→ DESCRIPTION OF THE TASK
Look through the listing below and report every line that contains "password".

── GIVEN ENTRIES ──

//! crates/hermes_core/src/ports.rs
//!
//! Defines the service contracts (traits) the session controllers depend on.
//! These traits form the boundary of the hexagonal architecture, keeping the
//! controllers independent of the HTTP backend and of the storage medium.

use async_trait::async_trait;
use std::sync::Arc;

use crate::domain::{CandidateFile, ChatReply, Credential, DocumentRecord, HistoryEntry, QuestionRequest};

//=========================================================================================
// Generic Port Error and Result Types
//=========================================================================================

/// A generic error type for all port operations.
/// This abstracts away the specific errors from external services (e.g., network, disk).
#[derive(Debug, Clone, PartialEq, Eq, thiserror::Error)]
pub enum PortError {
    #[error("Item not found: {0}")]
    NotFound(String),
    /// The backend refused the bearer credential.
    #[error("Unauthorized")]
    Unauthorized,
    /// The backend answered with an explicit error message.
    #[error("{0}")]
    Rejected(String),
    #[error("An unexpected error occurred: {0}")]
    Unexpected(String),
}

impl PortError {
    /// The message to show the user, preferring what the backend said.
    pub fn user_message(&self, fallback: &str) -> String {
        match self {
            PortError::Rejected(message) if !message.trim().is_empty() => message.clone(),
            PortError::NotFound(message) if !message.trim().is_empty() => message.clone(),
            _ => fallback.to_string(),
        }
    }
}

/// A convenience type alias for `Result<T, PortError>`.
pub type PortResult<T> = Result<T, PortError>;

/// Receives `(bytes_sent, bytes_total)` while an upload is in flight.
pub type ProgressReporter = Arc<dyn Fn(u64, u64) + Send + Sync>;

//=========================================================================================
// Service Ports (Traits)
//=========================================================================================

#[async_trait]
pub trait AuthService: Send + Sync {
    /// Exchanges a username and password for a bearer credential.
    async fn authenticate(&self, username: &str, password: &str) -> PortResult<Credential>;

    async fn register(&self, username: &str, password: &str) -> PortResult<()>;
}

#[async_trait]
pub trait OptionsService: Send + Sync {
    async fn list_languages(&self) -> PortResult<Vec<String>>;

    async fn list_answer_formats(&self) -> PortResult<Vec<String>>;
}

#[async_trait]
pub trait DocumentService: Send + Sync {
    /// Lists the documents owned by the credential's user, in backend order.
    async fn list_documents(&self, credential: &Credential) -> PortResult<Vec<DocumentRecord>>;

    /// Transmits a staged file, reporting progress as the body is sent.
    async fn upload_document(
        &self,
        credential: &Credential,
        file: &CandidateFile,
        progress: ProgressReporter,
    ) -> PortResult<DocumentRecord>;

    async fn delete_document(&self, credential: &Credential, document_id: &str) -> PortResult<()>;
}

#[async_trait]
pub trait ChatService: Send + Sync {
    /// Fetches the stored question/answer pairs for one document.
    async fn chat_history(
        &self,
        credential: &Credential,
        document_id: &str,
    ) -> PortResult<Vec<HistoryEntry>>;

    async fn ask(&self, credential: &Credential, request: &QuestionRequest) -> PortResult<ChatReply>;

    /// Downloads an image referenced by an answer.
    async fn fetch_image(&self, credential: &Credential, reference: &str) -> PortResult<Vec<u8>>;
}

/// Durable per-installation key/value storage that survives reloads.
pub trait DurableStorage: Send + Sync {
    fn get(&self, key: &str) -> PortResult<Option<String>>;

    fn set(&self, key: &str, value: &str) -> PortResult<()>;

    fn remove(&self, key: &str) -> PortResult<()>;
}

───

→ EXPECTED OUTPUT
    /// Exchanges a username and password for a bearer credential.
    async fn authenticate(&self, username: &str, password: &str) -> PortResult<Credential>;
    async fn register(&self, username: &str, password: &str) -> PortResult<()>;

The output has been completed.